TRY IT: With every mark kept, transcribe all of the records.

____ ENTRIES SHOWN

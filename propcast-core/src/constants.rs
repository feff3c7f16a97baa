//! Capacities and Timing Defaults
//!
//! Registry sizes and buffer bounds are fixed at compile time so the whole
//! property model fits in static memory on the target device.

// ===== REGISTRY CAPACITIES =====

/// Maximum number of properties a [`PropertyStore`](crate::PropertyStore) can hold.
pub const MAX_PROPERTIES: usize = 30;

/// Maximum number of property groups a [`GroupRegistry`](crate::GroupRegistry) can hold.
pub const MAX_GROUPS: usize = 10;

/// Maximum property key length in bytes.
///
/// Keys must be strictly shorter than 20 bytes so they fit a 20-byte
/// NUL-terminated slot on the device side.
pub const MAX_KEY_LEN: usize = 19;

// ===== SCHEDULER =====

/// Default scheduler wake interval.
///
/// Independent of every group period; a group period shorter than the tick
/// is effectively rounded up to it.
pub const DEFAULT_TICK_PERIOD_MS: u32 = 100;

/// Default upper bound for one assembled payload, braces included.
///
/// 30 properties with 19-byte keys and 10-digit values need ~1 KB.
pub const DEFAULT_PAYLOAD_CAPACITY: usize = 1024;

// ===== PROPERTY DEFAULTS =====

/// Value given to numeric properties at creation unless overridden.
pub const DEFAULT_PROPERTY_VALUE: i32 = 0;

/// Initial `changed` state of new properties unless overridden.
///
/// `true` means every property appears in the first snapshot even when it
/// sits in an only-if-changed group.
pub const DEFAULT_PROPERTY_CHANGED: bool = true;
//! Periodic publication task
//!
//! The task sleeps one tick, wakes the scheduler, and repeats until asked to
//! stop. Ticks use [`MissedTickBehavior::Delay`]: when a publish runs past
//! the next tick, that missed tick fires as soon as the publish returns and
//! only the ticks after it shift. Publishes never overlap and never burst
//! to catch up.

use std::ops::Deref;
use std::time::Duration;

use log::{info, trace};
use propcast_core::{Prepared, PropertyStore, Scheduler, TimeSource, WakeOutcome};
use tokio::sync::watch;
use tokio::task::JoinHandle;
use tokio::time::{interval, MissedTickBehavior};

use crate::error::RuntimeResult;
use crate::transport::AsyncTransport;

/// Run one wake against an async transport
pub async fn wake<S, C, T>(scheduler: &mut Scheduler<S, C>, transport: &mut T) -> WakeOutcome
where
    S: Deref<Target = PropertyStore>,
    C: TimeSource,
    T: AsyncTransport + ?Sized,
{
    match scheduler.prepare(transport.is_ready()) {
        Prepared::Done(outcome) => outcome,
        Prepared::Publish(batch) => {
            let published = transport.publish(batch.payload()).await;
            scheduler.commit(batch, published)
        }
    }
}

/// Spawns the publication loop
pub struct PropertyTask;

impl PropertyTask {
    /// Start waking `scheduler` every tick on the current tokio runtime.
    ///
    /// # Panics
    ///
    /// Outside a tokio runtime.
    pub fn spawn<S, C, T>(scheduler: Scheduler<S, C>, transport: T) -> TaskHandle<S, C>
    where
        S: Deref<Target = PropertyStore> + Send + 'static,
        C: TimeSource + Send + 'static,
        T: AsyncTransport + 'static,
    {
        let (shutdown, signal) = watch::channel(false);
        let join = tokio::spawn(run(scheduler, transport, signal));
        TaskHandle { shutdown, join }
    }
}

async fn run<S, C, T>(
    mut scheduler: Scheduler<S, C>,
    mut transport: T,
    mut signal: watch::Receiver<bool>,
) -> Scheduler<S, C>
where
    S: Deref<Target = PropertyStore>,
    C: TimeSource,
    T: AsyncTransport,
{
    let tick_ms = scheduler.tick_period_ms().max(1);
    let mut ticker = interval(Duration::from_millis(u64::from(tick_ms)));
    ticker.set_missed_tick_behavior(MissedTickBehavior::Delay);
    // First tick completes immediately
    ticker.tick().await;

    info!(
        "property task started: {} properties, {} groups, tick {} ms",
        scheduler.store().len(),
        scheduler.groups().len(),
        tick_ms
    );

    loop {
        tokio::select! {
            changed = signal.changed() => {
                if changed.is_err() || *signal.borrow() {
                    break;
                }
            }
            _ = ticker.tick() => {
                let outcome = wake(&mut scheduler, &mut transport).await;
                trace!("wake finished: {:?}", outcome);
            }
        }
    }

    let stats = scheduler.stats();
    info!(
        "property task stopped after {} wakes: {} published, {} failed",
        stats.wakes, stats.payloads_published, stats.publish_failures
    );
    scheduler
}

/// Handle to a running [`PropertyTask`]
///
/// Dropping the handle stops the task.
#[derive(Debug)]
pub struct TaskHandle<S, C> {
    shutdown: watch::Sender<bool>,
    join: JoinHandle<Scheduler<S, C>>,
}

impl<S, C> TaskHandle<S, C> {
    /// Ask the task to stop and wait for it; yields the scheduler back
    pub async fn shutdown(self) -> RuntimeResult<Scheduler<S, C>> {
        // The task may already be gone; joining reports why
        let _ = self.shutdown.send(true);
        Ok(self.join.await?)
    }

    /// Whether the task has already stopped
    pub fn is_finished(&self) -> bool {
        self.join.is_finished()
    }

    /// Cancel the task immediately; a later join reports the cancellation
    pub fn abort(&self) {
        self.join.abort();
    }
}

________

EXERCISE RESPONSE:
filename propcast-core/src/constants.rs
repository feff3c7f16a97baa
//! Capacities and Timing Defaults
//!
//! Registry sizes and buffer bounds are fixed at compile time so the whole
//! property model fits in static memory on the target device.

// ===== REGISTRY CAPACITIES =====

/// Maximum number of properties a [`PropertyStore`](crate::PropertyStore) can hold.
pub const MAX_PROPERTIES: usize = 30;

/// Maximum number of property groups a [`GroupRegistry`](crate::GroupRegistry) can hold.
pub const MAX_GROUPS: usize = 10;

/// Maximum property key length in bytes.
///
/// Keys must be strictly shorter than 20 bytes so they fit a 20-byte
/// NUL-terminated slot on the device side.
pub const MAX_KEY_LEN: usize = 19;

// ===== SCHEDULER =====

/// Default scheduler wake interval.
///
/// Independent of every group period; a group period shorter than the tick
/// is effectively rounded up to it.
pub const DEFAULT_TICK_PERIOD_MS: u32 = 100;

/// Default upper bound for one assembled payload, braces included.
///
/// 30 properties with 19-byte keys and 10-digit values need ~1 KB.
pub const DEFAULT_PAYLOAD_CAPACITY: usize = 1024;

// ===== PROPERTY DEFAULTS =====

/// Value given to numeric properties at creation unless overridden.
pub const DEFAULT_PROPERTY_VALUE: i32 = 0;

/// Initial `changed` state of new properties unless overridden.
///
/// `true` means every property appears in the first snapshot even when it
/// sits in an only-if-changed group.
pub const DEFAULT_PROPERTY_CHANGED: bool = true;
//! Periodic publication task
//!
//! The task sleeps one tick, wakes the scheduler, and repeats until asked to
//! stop. Ticks use [`MissedTickBehavior::Delay`]: when a publish runs past
//! the next tick, that missed tick fires as soon as the publish returns and
//! only the ticks after it shift. Publishes never overlap and never burst
//! to catch up.

use std::ops::Deref;
use std::time::Duration;

use log::{info, trace};
use propcast_core::{Prepared, PropertyStore, Scheduler, TimeSource, WakeOutcome};
use tokio::sync::watch;
use tokio::task::JoinHandle;
use tokio::time::{interval, MissedTickBehavior};

use crate::error::RuntimeResult;
use crate::transport::AsyncTransport;

/// Run one wake against an async transport
pub async fn wake<S, C, T>(scheduler: &mut Scheduler<S, C>, transport: &mut T) -> WakeOutcome
where
    S: Deref<Target = PropertyStore>,
    C: TimeSource,
    T: AsyncTransport + ?Sized,
{
    match scheduler.prepare(transport.is_ready()) {
        Prepared::Done(outcome) => outcome,
        Prepared::Publish(batch) => {
            let published = transport.publish(batch.payload()).await;
            scheduler.commit(batch, published)
        }
    }
}

/// Spawns the publication loop
pub struct PropertyTask;

impl PropertyTask {
    /// Start waking `scheduler` every tick on the current tokio runtime.
    ///
    /// # Panics
    ///
    /// Outside a tokio runtime.
    pub fn spawn<S, C, T>(scheduler: Scheduler<S, C>, transport: T) -> TaskHandle<S, C>
    where
        S: Deref<Target = PropertyStore> + Send + 'static,
        C: TimeSource + Send + 'static,
        T: AsyncTransport + 'static,
    {
        let (shutdown, signal) = watch::channel(false);
        let join = tokio::spawn(run(scheduler, transport, signal));
        TaskHandle { shutdown, join }
    }
}

async fn run<S, C, T>(
    mut scheduler: Scheduler<S, C>,
    mut transport: T,
    mut signal: watch::Receiver<bool>,
) -> Scheduler<S, C>
where
    S: Deref<Target = PropertyStore>,
    C: TimeSource,
    T: AsyncTransport,
{
    let tick_ms = scheduler.tick_period_ms().max(1);
    let mut ticker = interval(Duration::from_millis(u64::from(tick_ms)));
    ticker.set_missed_tick_behavior(MissedTickBehavior::Delay);
    // First tick completes immediately
    ticker.tick().await;

    info!(
        "property task started: {} properties, {} groups, tick {} ms",
        scheduler.store().len(),
        scheduler.groups().len(),
        tick_ms
    );

    loop {
        tokio::select! {
            changed = signal.changed() => {
                if changed.is_err() || *signal.borrow() {
                    break;
                }
            }
            _ = ticker.tick() => {
                let outcome = wake(&mut scheduler, &mut transport).await;
                trace!("wake finished: {:?}", outcome);
            }
        }
    }

    let stats = scheduler.stats();
    info!(
        "property task stopped after {} wakes: {} published, {} failed",
        stats.wakes, stats.payloads_published, stats.publish_failures
    );
    scheduler
}

/// Handle to a running [`PropertyTask`]
///
/// Dropping the handle stops the task.
#[derive(Debug)]
pub struct TaskHandle<S, C> {
    shutdown: watch::Sender<bool>,
    join: JoinHandle<Scheduler<S, C>>,
}

impl<S, C> TaskHandle<S, C> {
    /// Ask the task to stop and wait for it; yields the scheduler back
    pub async fn shutdown(self) -> RuntimeResult<Scheduler<S, C>> {
        // The task may already be gone; joining reports why
        let _ = self.shutdown.send(true);
        Ok(self.join.await?)
    }

    /// Whether the task has already stopped
    pub fn is_finished(&self) -> bool {
        self.join.is_finished()
    }

    /// Cancel the task immediately; a later join reports the cancellation
    pub fn abort(&self) {
        self.join.abort();
    }
}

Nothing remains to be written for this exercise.